:: YOUR OBJECTIVE ::
Copy each line that contains the string "keep", taking them from the material.

:: DATASET ENTRIES ::
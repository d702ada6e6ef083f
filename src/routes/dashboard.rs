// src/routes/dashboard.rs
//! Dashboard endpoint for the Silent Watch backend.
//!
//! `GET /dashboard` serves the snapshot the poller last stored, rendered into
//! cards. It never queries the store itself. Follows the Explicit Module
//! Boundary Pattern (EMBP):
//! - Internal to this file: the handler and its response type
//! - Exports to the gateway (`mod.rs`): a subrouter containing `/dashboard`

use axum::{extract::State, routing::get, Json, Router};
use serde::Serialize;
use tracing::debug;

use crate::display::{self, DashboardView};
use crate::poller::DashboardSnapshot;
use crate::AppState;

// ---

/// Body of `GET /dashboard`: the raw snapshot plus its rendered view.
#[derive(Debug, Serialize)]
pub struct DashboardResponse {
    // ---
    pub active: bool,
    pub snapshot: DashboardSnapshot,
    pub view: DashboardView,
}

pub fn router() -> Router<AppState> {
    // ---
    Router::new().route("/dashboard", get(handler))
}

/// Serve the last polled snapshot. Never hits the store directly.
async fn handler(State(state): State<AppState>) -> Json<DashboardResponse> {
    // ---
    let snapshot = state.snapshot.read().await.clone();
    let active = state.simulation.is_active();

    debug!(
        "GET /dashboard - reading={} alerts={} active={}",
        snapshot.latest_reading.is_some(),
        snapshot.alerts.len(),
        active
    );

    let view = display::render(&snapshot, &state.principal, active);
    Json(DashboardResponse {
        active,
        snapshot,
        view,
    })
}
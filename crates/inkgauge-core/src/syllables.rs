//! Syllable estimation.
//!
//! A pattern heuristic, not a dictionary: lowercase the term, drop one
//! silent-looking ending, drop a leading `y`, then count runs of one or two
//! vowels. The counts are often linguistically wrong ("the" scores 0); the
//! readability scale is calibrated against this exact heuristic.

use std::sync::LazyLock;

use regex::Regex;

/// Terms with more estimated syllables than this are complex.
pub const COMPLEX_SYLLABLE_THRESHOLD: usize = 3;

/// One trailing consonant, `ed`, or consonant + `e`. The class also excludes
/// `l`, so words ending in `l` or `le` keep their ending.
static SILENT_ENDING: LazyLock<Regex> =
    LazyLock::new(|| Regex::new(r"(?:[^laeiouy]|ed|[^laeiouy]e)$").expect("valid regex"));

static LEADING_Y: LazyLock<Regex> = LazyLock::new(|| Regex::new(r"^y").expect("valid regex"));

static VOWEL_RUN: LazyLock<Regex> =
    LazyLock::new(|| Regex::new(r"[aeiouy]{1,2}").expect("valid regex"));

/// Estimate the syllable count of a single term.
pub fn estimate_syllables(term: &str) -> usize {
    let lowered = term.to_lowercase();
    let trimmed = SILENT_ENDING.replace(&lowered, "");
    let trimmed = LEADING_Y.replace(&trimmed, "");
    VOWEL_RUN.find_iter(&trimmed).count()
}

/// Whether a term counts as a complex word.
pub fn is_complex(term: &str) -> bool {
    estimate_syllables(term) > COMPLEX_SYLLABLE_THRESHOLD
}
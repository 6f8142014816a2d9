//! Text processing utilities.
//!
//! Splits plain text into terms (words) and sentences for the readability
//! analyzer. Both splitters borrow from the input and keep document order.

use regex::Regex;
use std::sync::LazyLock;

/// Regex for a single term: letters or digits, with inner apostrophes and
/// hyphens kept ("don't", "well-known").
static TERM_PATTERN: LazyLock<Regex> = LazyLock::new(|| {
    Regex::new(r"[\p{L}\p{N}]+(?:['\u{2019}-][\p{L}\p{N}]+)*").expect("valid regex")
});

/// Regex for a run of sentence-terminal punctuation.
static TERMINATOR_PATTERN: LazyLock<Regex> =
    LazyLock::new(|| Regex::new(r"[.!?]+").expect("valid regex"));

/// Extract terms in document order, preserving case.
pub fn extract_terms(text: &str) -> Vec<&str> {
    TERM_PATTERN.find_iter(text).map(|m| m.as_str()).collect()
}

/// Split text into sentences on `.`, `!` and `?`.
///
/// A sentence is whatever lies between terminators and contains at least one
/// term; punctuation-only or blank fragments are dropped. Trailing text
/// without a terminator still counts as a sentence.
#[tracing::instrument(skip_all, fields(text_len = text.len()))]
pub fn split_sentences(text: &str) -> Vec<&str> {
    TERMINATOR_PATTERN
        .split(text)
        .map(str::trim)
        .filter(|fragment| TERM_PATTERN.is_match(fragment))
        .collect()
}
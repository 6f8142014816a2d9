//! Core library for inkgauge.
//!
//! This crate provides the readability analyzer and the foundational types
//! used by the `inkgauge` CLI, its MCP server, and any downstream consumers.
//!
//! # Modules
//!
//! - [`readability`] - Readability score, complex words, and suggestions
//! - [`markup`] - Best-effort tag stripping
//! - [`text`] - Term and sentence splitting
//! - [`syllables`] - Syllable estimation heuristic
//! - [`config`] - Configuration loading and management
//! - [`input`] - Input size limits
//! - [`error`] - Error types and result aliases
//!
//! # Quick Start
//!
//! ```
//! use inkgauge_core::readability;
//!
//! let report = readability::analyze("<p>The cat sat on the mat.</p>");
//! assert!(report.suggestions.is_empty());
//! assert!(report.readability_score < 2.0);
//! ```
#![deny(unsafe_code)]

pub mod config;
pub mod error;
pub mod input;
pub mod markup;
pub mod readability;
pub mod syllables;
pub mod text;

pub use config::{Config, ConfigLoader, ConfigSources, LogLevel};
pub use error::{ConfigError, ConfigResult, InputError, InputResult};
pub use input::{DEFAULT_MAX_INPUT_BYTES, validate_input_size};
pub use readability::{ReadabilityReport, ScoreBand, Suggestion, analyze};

:: RESULT FOR THIS EXERCISE ::
/// `l`, so words ending in `l` or `le` keep their ending.
//! analyzer. Both splitters borrow from the input and keep document order.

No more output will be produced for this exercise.